Even when the lodge was in sight, reserve did not rise within me. The last quarter mile was still a game of “I can make to the …” There were no longer stone steps but my legs were refusing to work. In order to make the last final bit of the trail I had to lean on Bob continually. There was no choice and he seemed to understand.
There were three small wooden steps at the end of the trail that emptied us on the parking lot of Paradise Lodge. Once in the parking lot, Bob left me and went to the truck. I walked like a drunk into the lodge and sat down on the couch in front the huge stone fireplace. I wanted to cry, partly out of pain and partly out of the realization that I had done the impossible. But I was too tired to cry … it seemed a waste of energy.
Next to the stone fireplace was a giant grandfather clock that was built when the lodge was built. 1913? The clock was made out of logs and tower up close to the ceiling. I was curious as to what time it was. We had begun the hike at 8:00 AM. When I looked at the face of the grandfather clock it was 4:00 PM, exactly. The hike had taken us eight hours.
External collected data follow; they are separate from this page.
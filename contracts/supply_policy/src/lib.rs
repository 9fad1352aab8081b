#![no_std]

//! Monetary policy that turns a market rate and a reference index into a
//! damped, bounded supply adjustment, applied at most once per rebase
//! window.

pub mod contract;
mod errors;
mod events;
mod external;
pub mod math;
mod storage;
mod types;


pub use contract::{SupplyPolicy, SupplyPolicyClient};
pub use errors::Error;
pub use math::{DECIMALS, MAX_RATE, MAX_SUPPLY, SCALE};
pub use types::{PolicyConfig, RebaseRecord, RebaseState, RebaseTiming};
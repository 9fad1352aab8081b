use soroban_sdk::{contract, contractimpl, contractmeta, log, Address, Env, Vec};

use crate::errors::Error;
use crate::events;
use crate::median::compute_median;
use crate::storage::{
    self, read_config, read_providers, read_reports, require_owner, require_provider,
    validate_parameters, write_config, write_providers, write_reports,
};
use crate::types::{OracleConfig, Report, REPORTS_PER_PROVIDER};

#[contract]
pub struct MedianOracle;

contractmeta!(
    key = "Description",
    val = "Median oracle over time-windowed provider reports"
);

/// Most recent report whose age lies in `[report_delay_sec, report_expiration_time_sec]`.
/// `reports` is ordered oldest first.
pub fn select_report(reports: &Vec<Report>, now: u64, config: &OracleConfig) -> Option<Report> {
    let mut i = reports.len();
    while i > 0 {
        i -= 1;
        let report = reports.get_unchecked(i);
        let Some(age) = now.checked_sub(report.timestamp) else {
            continue;
        };
        if age >= config.report_delay_sec && age <= config.report_expiration_time_sec {
            return Some(report);
        }
    }
    None
}

#[contractimpl]
impl MedianOracle {
    // ------------------------------------------------------------------
    // Lifecycle
    // ------------------------------------------------------------------

    pub fn initialize(
        env: Env,
        owner: Address,
        report_expiration_time_sec: u64,
        report_delay_sec: u64,
        minimum_providers: u32,
    ) -> Result<(), Error> {
        if storage::is_initialized(&env) {
            return Err(Error::AlreadyInitialized);
        }
        owner.require_auth();
        validate_parameters(report_expiration_time_sec, minimum_providers)?;

        write_config(
            &env,
            &OracleConfig {
                owner,
                report_expiration_time_sec,
                report_delay_sec,
                minimum_providers,
            },
        );
        write_providers(&env, &Vec::new(&env));
        Ok(())
    }

    pub fn transfer_ownership(env: Env, caller: Address, new_owner: Address) -> Result<(), Error> {
        let mut config = require_owner(&env, &caller)?;
        config.owner = new_owner;
        write_config(&env, &config);
        Ok(())
    }

    // ------------------------------------------------------------------
    // Roster
    // ------------------------------------------------------------------

    pub fn add_provider(env: Env, caller: Address, provider: Address) -> Result<(), Error> {
        require_owner(&env, &caller)?;
        let mut providers = read_providers(&env);
        if providers.first_index_of(&provider).is_some() {
            return Err(Error::ProviderAlreadyExists);
        }
        providers.push_back(provider.clone());
        write_providers(&env, &providers);

        events::emit_provider_added(&env, provider);
        Ok(())
    }

    /// Removes `provider` by swapping the last roster entry into its slot.
    /// Unknown providers are ignored.
    pub fn remove_provider(env: Env, caller: Address, provider: Address) -> Result<(), Error> {
        require_owner(&env, &caller)?;
        let mut providers = read_providers(&env);
        let Some(index) = providers.first_index_of(&provider) else {
            return Ok(());
        };

        let last = providers.len() - 1;
        if index != last {
            let moved = providers.get_unchecked(last);
            providers.set(index, moved);
        }
        providers.pop_back();
        write_providers(&env, &providers);
        storage::remove_reports(&env, &provider);

        events::emit_provider_removed(&env, provider);
        Ok(())
    }

    pub fn providers_size(env: Env) -> u32 {
        read_providers(&env).len()
    }

    pub fn provider_at(env: Env, index: u32) -> Result<Address, Error> {
        read_providers(&env)
            .get(index)
            .ok_or(Error::IndexOutOfBounds)
    }

    pub fn providers(env: Env) -> Vec<Address> {
        read_providers(&env)
    }

    // ------------------------------------------------------------------
    // Reports
    // ------------------------------------------------------------------

    pub fn push_report(env: Env, provider: Address, payload: u128) -> Result<(), Error> {
        require_provider(&env, &provider)?;
        let now = env.ledger().timestamp();

        let mut reports = read_reports(&env, &provider);
        reports.push_back(Report {
            provider: provider.clone(),
            timestamp: now,
            payload,
        });
        while reports.len() > REPORTS_PER_PROVIDER {
            reports.pop_front();
        }
        write_reports(&env, &provider, &reports);

        events::emit_report_pushed(&env, provider, payload, now);
        Ok(())
    }

    /// Clears the caller's own history. Other providers are untouched.
    pub fn purge_reports(env: Env, provider: Address) -> Result<(), Error> {
        require_provider(&env, &provider)?;
        storage::remove_reports(&env, &provider);
        Ok(())
    }

    pub fn reports_of(env: Env, provider: Address) -> Vec<Report> {
        read_reports(&env, &provider)
    }

    /// Returns `(median, true)` over every provider holding a report inside
    /// the delay/expiration window, or `(0, false)` when fewer than
    /// `minimum_providers` qualify.
    pub fn get_data(env: Env) -> Result<(u128, bool), Error> {
        let config = read_config(&env)?;
        let now = env.ledger().timestamp();

        let mut values: Vec<u128> = Vec::new(&env);
        for provider in read_providers(&env).iter() {
            let reports = read_reports(&env, &provider);
            match select_report(&reports, now, &config) {
                Some(report) => values.push_back(report.payload),
                None => events::emit_report_out_of_range(&env, provider),
            }
        }

        if values.len() < config.minimum_providers {
            log!(&env, "insufficient valid reports", values.len());
            return Ok((0, false));
        }
        match compute_median(&values) {
            Some(median) => Ok((median, true)),
            None => Ok((0, false)),
        }
    }

    // ------------------------------------------------------------------
    // Parameters
    // ------------------------------------------------------------------

    pub fn set_report_expiration_time_sec(
        env: Env,
        caller: Address,
        report_expiration_time_sec: u64,
    ) -> Result<(), Error> {
        let mut config = require_owner(&env, &caller)?;
        validate_parameters(report_expiration_time_sec, config.minimum_providers)?;
        config.report_expiration_time_sec = report_expiration_time_sec;
        write_config(&env, &config);
        Ok(())
    }

    pub fn set_report_delay_sec(env: Env, caller: Address, report_delay_sec: u64) -> Result<(), Error> {
        let mut config = require_owner(&env, &caller)?;
        config.report_delay_sec = report_delay_sec;
        write_config(&env, &config);
        Ok(())
    }

    pub fn set_minimum_providers(env: Env, caller: Address, minimum_providers: u32) -> Result<(), Error> {
        let mut config = require_owner(&env, &caller)?;
        validate_parameters(config.report_expiration_time_sec, minimum_providers)?;
        config.minimum_providers = minimum_providers;
        write_config(&env, &config);
        Ok(())
    }

    // ------------------------------------------------------------------
    // Views
    // ------------------------------------------------------------------

    pub fn owner(env: Env) -> Result<Address, Error> {
        Ok(read_config(&env)?.owner)
    }

    pub fn report_expiration_time_sec(env: Env) -> Result<u64, Error> {
        Ok(read_config(&env)?.report_expiration_time_sec)
    }

    pub fn report_delay_sec(env: Env) -> Result<u64, Error> {
        Ok(read_config(&env)?.report_delay_sec)
    }

    pub fn minimum_providers(env: Env) -> Result<u32, Error> {
        Ok(read_config(&env)?.minimum_providers)
    }
}
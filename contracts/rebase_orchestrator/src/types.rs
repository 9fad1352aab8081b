use soroban_sdk::{contracttype, Address, Symbol, Val, Vec};

/// How the current `rebase` invocation was reached. Only a top-level call
/// may drive the policy.
#[derive(Clone, Copy, Debug, Eq, PartialEq)]
#[contracttype]
pub enum CallOrigin {
    External,
    Nested,
}

/// A call executed after every successful policy rebase.
#[derive(Clone, Debug, Eq, PartialEq)]
#[contracttype]
pub struct TransactionEntry {
    pub destination: Address,
    pub function: Symbol,
    pub args: Vec<Val>,
    pub enabled: bool,
}

#[contracttype]
pub enum DataKey {
    Owner,
    Policy,
    Transactions,
}
//! Fixed-point supply-delta computation.
//!
//! Rates, index values and the deviation threshold carry `DECIMALS`
//! fractional digits. Every intermediate product is checked so that an
//! overflow surfaces as `Error::ArithmeticOverflow` instead of wrapping.

use crate::Error;

pub const DECIMALS: u32 = 7;
pub const SCALE: u128 = 10_000_000;

/// Market rates above this are treated as this value.
pub const MAX_RATE: u128 = 1_000_000 * SCALE;

/// Largest supply for which `supply * MAX_RATE` fits in an `i128`.
pub const MAX_SUPPLY: i128 = i128::MAX / MAX_RATE as i128;

pub const DEFAULT_DEVIATION_THRESHOLD: u128 = 5 * SCALE / 100;
pub const DEFAULT_REBASE_LAG: u32 = 30;
pub const DEFAULT_MAX_RATE_CHANGE_PCT: u32 = 100;

#[derive(Clone, Debug, PartialEq, Eq)]
pub struct SupplyDeltaInput {
    pub supply: i128,
    pub rate: u128,
    pub target_rate: u128,
    pub deviation_threshold: u128,
    pub rebase_lag: u32,
    pub max_positive_rate_change_pct: u32,
    pub max_negative_rate_change_pct: u32,
}

/// `index_value * SCALE / base_index_value`.
pub fn target_rate(index_value: u128, base_index_value: u128) -> Result<u128, Error> {
    if base_index_value == 0 {
        return Err(Error::ConfigurationError);
    }
    index_value
        .checked_mul(SCALE)
        .map(|scaled| scaled / base_index_value)
        .ok_or(Error::ArithmeticOverflow)
}

/// True when `rate` lies within `threshold` (relative) of `target`,
/// boundary included.
pub fn within_deviation_threshold(
    rate: u128,
    target: u128,
    threshold: u128,
) -> Result<bool, Error> {
    let absolute = target
        .checked_mul(threshold)
        .ok_or(Error::ArithmeticOverflow)?
        / SCALE;
    Ok(rate.abs_diff(target) <= absolute)
}

pub fn compute_supply_delta(input: &SupplyDeltaInput) -> Result<i128, Error> {
    let supply = input.supply;
    if !(0..=MAX_SUPPLY).contains(&supply) {
        return Err(Error::InvalidSupply);
    }
    if input.rebase_lag == 0 || input.target_rate == 0 {
        return Err(Error::ConfigurationError);
    }

    let rate = input.rate.min(MAX_RATE);
    if within_deviation_threshold(rate, input.target_rate, input.deviation_threshold)? {
        return Ok(0);
    }

    // rate <= MAX_RATE, so only the target can fail the conversion
    let rate = rate as i128;
    let target = i128::try_from(input.target_rate).map_err(|_| Error::ArithmeticOverflow)?;

    let raw = supply
        .checked_mul(rate - target)
        .ok_or(Error::ArithmeticOverflow)?
        / target;
    let damped = raw / i128::from(input.rebase_lag);

    let max_increase = supply
        .checked_mul(i128::from(input.max_positive_rate_change_pct))
        .ok_or(Error::ArithmeticOverflow)?
        / 100;
    let max_decrease = supply
        .checked_mul(i128::from(input.max_negative_rate_change_pct))
        .ok_or(Error::ArithmeticOverflow)?
        / 100;
    let bounded = damped.min(max_increase).max(-max_decrease);

    // supply is within [0, MAX_SUPPLY] so these cannot overflow
    Ok(bounded.min(MAX_SUPPLY - supply).max(-supply))
}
Bob entered the lodge and handed me a can of pop as if we had just returned from a stroll across the street.
“Nice day for a walk wasn’t it,” he said.
The Three Steps at 7027 N Boston
Because I am a former preacher, I have not ended this where a good writer would end it. I feel forced to hit you over the head with a series of platitudes.
Life is a series of steps.
You can only take them one step at a time.
Lean heavily on those willing to allow you to lean.
And when you can take no further steps, stop, rest and walk on.
Or at least get on your butt and slide!